For the effect of surface oxidation on emissivity: (1) most oxidized samples have higher emissivity than unoxidized samples, except AL 2024 and AL 7005. The exception is due to roughened surface caused by the onset of melt and the change of surface color at high heating temperature. Overall, emissivity of both oxidized and unoxidized samples increases with increasing temperature; (2) emissivity of unoxidized sample doesn’t change with time.
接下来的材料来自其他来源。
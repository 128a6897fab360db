use std::f64::consts::PI;

/// Easing curves used by the map animations
#[derive(Debug, Clone, Copy, PartialEq, Default)]
pub enum EasingFunction {
    Linear,
    EaseOutQuad,
    #[default]
    EaseInOutQuad,
    EaseInOutCubic,
    EaseInOutSine,
}

impl EasingFunction {
    /// Apply the easing function to a normalized time value (0.0 to 1.0)
    pub fn apply(&self, t: f64) -> f64 {
        let t = t.clamp(0.0, 1.0);
        match self {
            EasingFunction::Linear => t,
            EasingFunction::EaseOutQuad => 1.0 - (1.0 - t) * (1.0 - t),
            EasingFunction::EaseInOutQuad => {
                if t < 0.5 {
                    2.0 * t * t
                } else {
                    1.0 - (-2.0 * t + 2.0).powi(2) / 2.0
                }
            }
            EasingFunction::EaseInOutCubic => {
                if t < 0.5 {
                    4.0 * t * t * t
                } else {
                    1.0 - (-2.0 * t + 2.0).powi(3) / 2.0
                }
            }
            EasingFunction::EaseInOutSine => -(((PI * t).cos() - 1.0) / 2.0),
        }
    }
}

/// Linear interpolation between two values
pub fn lerp(start: f64, end: f64, t: f64) -> f64 {
    start + (end - start) * t
}
//! Leaf sequence construction
//!
//! Samples the evaluator at every hundredth of a z-score over a closed range
//! and records each sample under its two-decimal key.

use crate::cdf::CdfEvaluator;
use std::collections::HashMap;

#[cfg(feature = "parallel")]
use rayon::prelude::*;

/// Mapping from two-decimal z-score key to leaf index
pub type ZScoreMap = HashMap<String, usize>;

/// Distance from an integer number of hundredths still treated as on-grid
const GRID_TOLERANCE: f64 = 1e-6;

/// One sampled z-score and its cumulative probability
#[derive(Debug, Clone, PartialEq)]
pub struct LeafNode {
    /// Canonical key, formatted to two decimals
    pub key: String,
    /// Numeric z-score
    pub z_score: f64,
    /// Cumulative probability Φ(z_score)
    pub percentage: f64,
}

/// A closed range of z-scores expressed in hundredths.
#[derive(Debug, Clone, Copy, PartialEq, Eq)]
pub struct ZRange {
    pub start: i32,
    pub end: i32,
}

impl ZRange {
    /// [-4.00, 4.00]
    pub const STANDARD: ZRange = ZRange {
        start: -400,
        end: 400,
    };

    /// A range that produces no samples.
    #[cfg(test)]
    pub(crate) const EMPTY: ZRange = ZRange { start: 1, end: 0 };

    pub fn len(&self) -> usize {
        if self.end < self.start {
            0
        } else {
            (self.end - self.start) as usize + 1
        }
    }

    pub fn is_empty(&self) -> bool {
        self.len() == 0
    }
}

/// Format a z-score as its lookup key.
///
/// Returns `None` for values that do not sit on the 0.01 grid, so that a
/// value like 1.005 is not silently rounded onto a neighbouring sample.
pub fn grid_key(z_score: f64) -> Option<String> {
    if !z_score.is_finite() {
        return None;
    }
    let hundredths = z_score * 100.0;
    let rounded = hundredths.round();
    if (hundredths - rounded).abs() > GRID_TOLERANCE {
        return None;
    }
    Some(format_hundredths(rounded))
}

fn format_hundredths(hundredths: f64) -> String {
    // Adding 0.0 turns -0.0 into 0.0 so the key is never "-0.00"
    format!("{:.2}", hundredths / 100.0 + 0.0)
}

/// Evaluate every sample in `range` and build the ordered leaves plus the
/// key index.
pub fn build_leaves<E>(range: ZRange, evaluator: &E) -> (Vec<LeafNode>, ZScoreMap)
where
    E: CdfEvaluator + ?Sized,
{
    let percentages = evaluate_range(range, evaluator);

    let mut leaves = Vec::with_capacity(percentages.len());
    let mut index = ZScoreMap::with_capacity(percentages.len());

    for (offset, percentage) in percentages.into_iter().enumerate() {
        let hundredths = range.start + offset as i32;
        let key = format_hundredths(f64::from(hundredths));
        index.insert(key.clone(), leaves.len());
        leaves.push(LeafNode {
            key,
            z_score: f64::from(hundredths) / 100.0,
            percentage,
        });
    }

    (leaves, index)
}

/// Evaluate every sample of `range` in order on the current thread.
#[cfg_attr(feature = "parallel", allow(dead_code))]
fn evaluate_serial<E>(range: ZRange, evaluator: &E) -> Vec<f64>
where
    E: CdfEvaluator + ?Sized,
{
    (range.start..=range.end)
        .map(|h| evaluator.cdf(f64::from(h) / 100.0))
        .collect()
}

#[cfg(not(feature = "parallel"))]
fn evaluate_range<E>(range: ZRange, evaluator: &E) -> Vec<f64>
where
    E: CdfEvaluator + ?Sized,
{
    evaluate_serial(range, evaluator)
}

#[cfg(feature = "parallel")]
fn evaluate_range<E>(range: ZRange, evaluator: &E) -> Vec<f64>
where
    E: CdfEvaluator + ?Sized,
{
    (range.start..=range.end)
        .into_par_iter()
        .map(|h| evaluator.cdf(f64::from(h) / 100.0))
        .collect()
}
However, emissivity of oxidized sample increases due to the growing oxide layer with time; (3) a stronger effect of alloy composition is evident for oxidized samples.
For the examination of Multispectral radiation thermometry (MRT) with first-order linear emissivity model: (1) the best MRT examined wavelength range for unoxidized aluminum alloys is from 3 µm to 4 µm; (2) unoxidized samples provide better temperature prediction than oxidized samples; (3) if the emissivity model can well represent the real emissivity behaviors, the more accurate inferred temperature can be achieved.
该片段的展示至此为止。